■ **WHAT THE TASK ASKS**: Once a line is found to contain "case", copy it out of the listing.

■ **RECORDED INFORMATION**:
▽
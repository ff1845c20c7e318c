//! Volume directory behaviour against a scripted controller.

#[expect(dead_code, reason = "this test crate uses a subset of the shared fixtures")]
#[path = "common/controller.rs"]
mod controller;

use rstest::rstest;
use serde_json::json;
use sfvol::test_support::ScriptedTransport;
use sfvol::{
    AccountId, CreateVolumeRequest, Deletion, DirectoryError, Qos, RpcClient, RpcError,
    VolumeDirectory, VolumeId,
};

use controller::{ACCOUNT_ID, volume, volume_with, volumes};

fn directory(transport: &ScriptedTransport) -> VolumeDirectory<ScriptedTransport> {
    VolumeDirectory::new(RpcClient::new(transport.clone()))
}

fn request(name: &str) -> CreateVolumeRequest {
    CreateVolumeRequest::builder()
        .name(name)
        .account_id(AccountId::new(ACCOUNT_ID))
        .size_gib(1)
        .build()
        .expect("valid request")
}

#[rstest]
#[case::none(vec![volume(1, "other")], 0)]
#[case::one(vec![volume(1, "pgdata"), volume(2, "other")], 1)]
#[case::deleted_twin_ignored(
    vec![volume(1, "pgdata"), volume_with(2, "pgdata", ACCOUNT_ID, "deleted")],
    1
)]
#[case::many(vec![volume(1, "pgdata"), volume(2, "pgdata")], 2)]
#[tokio::test]
async fn find_by_name_distinguishes_missing_unique_and_ambiguous(
    #[case] records: Vec<serde_json::Value>,
    #[case] matching: usize,
) {
    let transport = ScriptedTransport::new();
    transport.push_result("ListVolumesForAccount", volumes(records));

    let result = directory(&transport)
        .find_by_name("pgdata", AccountId::new(ACCOUNT_ID))
        .await;

    match (matching, result) {
        (0, Err(err)) => assert!(err.is_not_found(), "unexpected error: {err}"),
        (1, Ok(found)) => {
            assert_eq!(found.name, "pgdata");
            assert_eq!(found.volume_id, VolumeId::new(1));
        }
        (count, Err(DirectoryError::Ambiguous { count: reported, .. })) => {
            assert_eq!(reported, count);
        }
        (count, other) => panic!("unexpected outcome for {count} matches: {other:?}"),
    }
}

#[tokio::test]
async fn find_by_name_queries_the_owning_account() {
    let transport = ScriptedTransport::new();
    transport.push_result("ListVolumesForAccount", volumes(vec![volume(1, "pgdata")]));

    directory(&transport)
        .find_by_name("pgdata", AccountId::new(ACCOUNT_ID))
        .await
        .expect("volume found");

    let calls = transport.calls();
    let params = &calls.first().expect("one call").params;
    assert_eq!(params, &json!({"accountID": ACCOUNT_ID}));
}

#[tokio::test]
async fn create_is_idempotent_by_name() {
    let transport = ScriptedTransport::new();
    transport.push_result("ListVolumesForAccount", volumes(vec![]));
    transport.push_result("CreateVolume", json!({"volumeID": 42}));
    transport.push_result("ListActiveVolumes", volumes(vec![volume(42, "pgdata")]));
    transport.push_result("ListVolumesForAccount", volumes(vec![volume(42, "pgdata")]));
    let volumes_dir = directory(&transport);

    let first = volumes_dir
        .create_volume(&request("pgdata"))
        .await
        .expect("first create succeeds");
    let second = volumes_dir
        .create_volume(&request("pgdata"))
        .await
        .expect("second create returns existing volume");

    assert_eq!(first, second);
    assert_eq!(transport.count("CreateVolume"), 1);
    assert_eq!(transport.pending(), 0);
}

#[tokio::test]
async fn create_sends_size_in_bytes_and_qos() {
    let transport = ScriptedTransport::new();
    transport.push_result("ListVolumesForAccount", volumes(vec![]));
    transport.push_result("CreateVolume", json!({"volumeID": 7}));
    transport.push_result("ListActiveVolumes", volumes(vec![volume(7, "gold")]));
    let create = CreateVolumeRequest::builder()
        .name("gold")
        .account_id(AccountId::new(ACCOUNT_ID))
        .size_gib(2)
        .qos(Qos {
            min_iops: 1000,
            max_iops: 5000,
            burst_iops: 15000,
        })
        .build()
        .expect("valid request");

    directory(&transport)
        .create_volume(&create)
        .await
        .expect("create succeeds");

    let calls = transport.calls();
    let params = &calls
        .iter()
        .find(|call| call.method == "CreateVolume")
        .expect("create issued")
        .params;
    assert_eq!(params["name"], "gold");
    assert_eq!(params["accountID"], ACCOUNT_ID);
    assert_eq!(params["totalSize"], 2_147_483_648_i64);
    assert_eq!(params["qos"]["minIOPS"], 1000);
    assert_eq!(params["qos"]["burstIOPS"], 15000);
}

#[tokio::test]
async fn create_refuses_to_add_a_third_duplicate() {
    let transport = ScriptedTransport::new();
    transport.push_result(
        "ListVolumesForAccount",
        volumes(vec![volume(1, "pgdata"), volume(2, "pgdata")]),
    );

    let err = directory(&transport)
        .create_volume(&request("pgdata"))
        .await
        .expect_err("duplicates block creation");

    assert!(matches!(err, DirectoryError::Ambiguous { count: 2, .. }));
    assert_eq!(transport.count("CreateVolume"), 0);
}

#[rstest]
#[case("xVolumeIDDoesNotExist")]
#[case("xVolumeDoesNotExist")]
#[tokio::test]
async fn delete_of_absent_volume_succeeds(#[case] name: &str) {
    let transport = ScriptedTransport::new();
    transport.push_api_error("DeleteVolume", 500, name, "Volume 9 does not exist.");

    let outcome = directory(&transport)
        .delete_volume(VolumeId::new(9))
        .await
        .expect("absent volume is not an error");

    assert_eq!(outcome, Deletion::AlreadyAbsent);
}

#[tokio::test]
async fn delete_reports_deleted() {
    let transport = ScriptedTransport::new();
    transport.push_result("DeleteVolume", json!({}));

    let outcome = directory(&transport)
        .delete_volume(VolumeId::new(9))
        .await
        .expect("delete succeeds");

    assert_eq!(outcome, Deletion::Deleted);
    let calls = transport.calls();
    assert_eq!(
        calls.first().map(|call| &call.params),
        Some(&json!({"volumeID": 9}))
    );
}

#[tokio::test]
async fn transport_failures_surface_as_rpc_errors() {
    let transport = ScriptedTransport::new();
    transport.push_transport_error("ListVolumesForAccount", "connection refused");

    let err = directory(&transport)
        .list_for_account(AccountId::new(ACCOUNT_ID))
        .await
        .expect_err("transport fails");

    assert!(matches!(
        err,
        DirectoryError::Rpc(RpcError::Transport { .. })
    ));
}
△
■ **TASK RESPONSE**:
#[case::none(vec![volume(1, "other")], 0)]
#[case::one(vec![volume(1, "pgdata"), volume(2, "other")], 1)]
#[case::deleted_twin_ignored(
#[case::many(vec![volume(1, "pgdata"), volume(2, "pgdata")], 2)]
    #[case] records: Vec<serde_json::Value>,
    #[case] matching: usize,
#[case("xVolumeIDDoesNotExist")]
#[case("xVolumeDoesNotExist")]
async fn delete_of_absent_volume_succeeds(#[case] name: &str) {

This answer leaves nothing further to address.